### [Required work]
Please return every line of the records below that contains the word "PageRequest".

### [Information supplied]
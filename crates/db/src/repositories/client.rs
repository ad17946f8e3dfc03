//! Client repository.

use punto_shared::types::{ClientId, MAX_AMOUNT, PageRequest, PageResponse};
use rust_decimal::Decimal;
use sea_orm::{
    ActiveModelTrait, ColumnTrait, DatabaseConnection, DbErr, EntityTrait, PaginatorTrait,
    QueryFilter, QueryOrder, QuerySelect, Set,
};

use crate::entities::clients;

/// Error types for client operations.
#[derive(Debug, thiserror::Error)]
pub enum ClientError {
    /// Client not found.
    #[error("Client not found: {0}")]
    NotFound(ClientId),

    /// Name is required.
    #[error("Client name is required")]
    EmptyName,

    /// Credit limit cannot be negative.
    #[error("Credit limit cannot be negative")]
    NegativeCreditLimit,

    /// Credit limit beyond the storable maximum.
    #[error("Credit limit exceeds the supported maximum")]
    CreditLimitTooLarge,

    /// Database error.
    #[error("Database error: {0}")]
    Database(#[from] DbErr),
}

/// Input for creating a client.
#[derive(Debug, Clone, Default)]
pub struct CreateClientInput {
    /// Display name.
    pub name: String,
    /// Tax identifier.
    pub tax_id: Option<String>,
    /// Phone number.
    pub phone: Option<String>,
    /// Email address.
    pub email: Option<String>,
    /// Maximum balance allowed on the account, `None` for unlimited.
    pub credit_limit: Option<Decimal>,
}

/// Input for updating a client. `None` leaves a field unchanged.
#[derive(Debug, Clone, Default)]
pub struct UpdateClientInput {
    /// New name.
    pub name: Option<String>,
    /// New phone.
    pub phone: Option<String>,
    /// New email.
    pub email: Option<String>,
    /// New credit limit; `Some(None)` removes the limit.
    pub credit_limit: Option<Option<Decimal>>,
    /// Activate or deactivate.
    pub is_active: Option<bool>,
}

/// Filter options for listing clients.
#[derive(Debug, Clone, Default)]
pub struct ClientFilter {
    /// Case-sensitive substring of the name.
    pub search: Option<String>,
    /// Only active or inactive clients.
    pub is_active: Option<bool>,
}

fn blank_to_none(value: Option<String>) -> Option<String> {
    value.map(|v| v.trim().to_string()).filter(|v| !v.is_empty())
}

fn check_credit_limit(limit: Option<Decimal>) -> Result<(), ClientError> {
    match limit {
        Some(l) if l < Decimal::ZERO => Err(ClientError::NegativeCreditLimit),
        Some(l) if l > MAX_AMOUNT => Err(ClientError::CreditLimitTooLarge),
        _ => Ok(()),
    }
}

/// Client repository for CRUD operations.
#[derive(Debug, Clone)]
pub struct ClientRepository {
    db: DatabaseConnection,
}

impl ClientRepository {
    /// Creates a new client repository.
    #[must_use]
    pub const fn new(db: DatabaseConnection) -> Self {
        Self { db }
    }

    /// Creates a client.
    ///
    /// # Errors
    ///
    /// Returns an error if the name is blank, the credit limit is out of range,
    /// or the insert fails.
    pub async fn create_client(
        &self,
        input: CreateClientInput,
    ) -> Result<clients::Model, ClientError> {
        let name = input.name.trim().to_string();
        if name.is_empty() {
            return Err(ClientError::EmptyName);
        }
        check_credit_limit(input.credit_limit)?;

        let now = chrono::Utc::now().into();
        let client = clients::ActiveModel {
            name: Set(name),
            tax_id: Set(blank_to_none(input.tax_id)),
            phone: Set(blank_to_none(input.phone)),
            email: Set(blank_to_none(input.email)),
            credit_limit: Set(input.credit_limit),
            is_active: Set(true),
            created_at: Set(now),
            updated_at: Set(now),
            ..Default::default()
        };

        let client = client.insert(&self.db).await?;
        tracing::info!(client_id = client.id, "Client created");
        Ok(client)
    }

    /// Finds a client by ID.
    ///
    /// # Errors
    ///
    /// Returns an error if the database query fails.
    pub async fn find_client(&self, id: ClientId) -> Result<Option<clients::Model>, ClientError> {
        Ok(clients::Entity::find_by_id(id.into_inner()).one(&self.db).await?)
    }

    /// Lists clients ordered by name.
    ///
    /// # Errors
    ///
    /// Returns an error if the database query fails.
    pub async fn list_clients(
        &self,
        filter: ClientFilter,
        page: PageRequest,
    ) -> Result<PageResponse<clients::Model>, ClientError> {
        let page = page.normalized();
        let mut query = clients::Entity::find();

        if let Some(search) = blank_to_none(filter.search) {
            query = query.filter(clients::Column::Name.contains(&search));
        }
        if let Some(is_active) = filter.is_active {
            query = query.filter(clients::Column::IsActive.eq(is_active));
        }

        let total = query.clone().count(&self.db).await?;
        let data = query
            .order_by_asc(clients::Column::Name)
            .order_by_asc(clients::Column::Id)
            .offset(page.offset())
            .limit(page.limit())
            .all(&self.db)
            .await?;

        Ok(PageResponse::new(data, page.page, page.per_page, total))
    }

    /// Updates a client.
    ///
    /// # Errors
    ///
    /// Returns `NotFound` if the client does not exist, or a validation error.
    pub async fn update_client(
        &self,
        id: ClientId,
        input: UpdateClientInput,
    ) -> Result<clients::Model, ClientError> {
        let existing = self.find_client(id).await?.ok_or(ClientError::NotFound(id))?;
        let mut active: clients::ActiveModel = existing.into();

        if let Some(name) = input.name {
            let name = name.trim().to_string();
            if name.is_empty() {
                return Err(ClientError::EmptyName);
            }
            active.name = Set(name);
        }
        if let Some(phone) = input.phone {
            active.phone = Set(blank_to_none(Some(phone)));
        }
        if let Some(email) = input.email {
            active.email = Set(blank_to_none(Some(email)));
        }
        if let Some(limit) = input.credit_limit {
            check_credit_limit(limit)?;
            active.credit_limit = Set(limit);
        }
        if let Some(is_active) = input.is_active {
            active.is_active = Set(is_active);
        }
        active.updated_at = Set(chrono::Utc::now().into());

        Ok(active.update(&self.db).await?)
    }
}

### [Solution to the exercise]
use punto_shared::types::{ClientId, MAX_AMOUNT, PageRequest, PageResponse};
        page: PageRequest,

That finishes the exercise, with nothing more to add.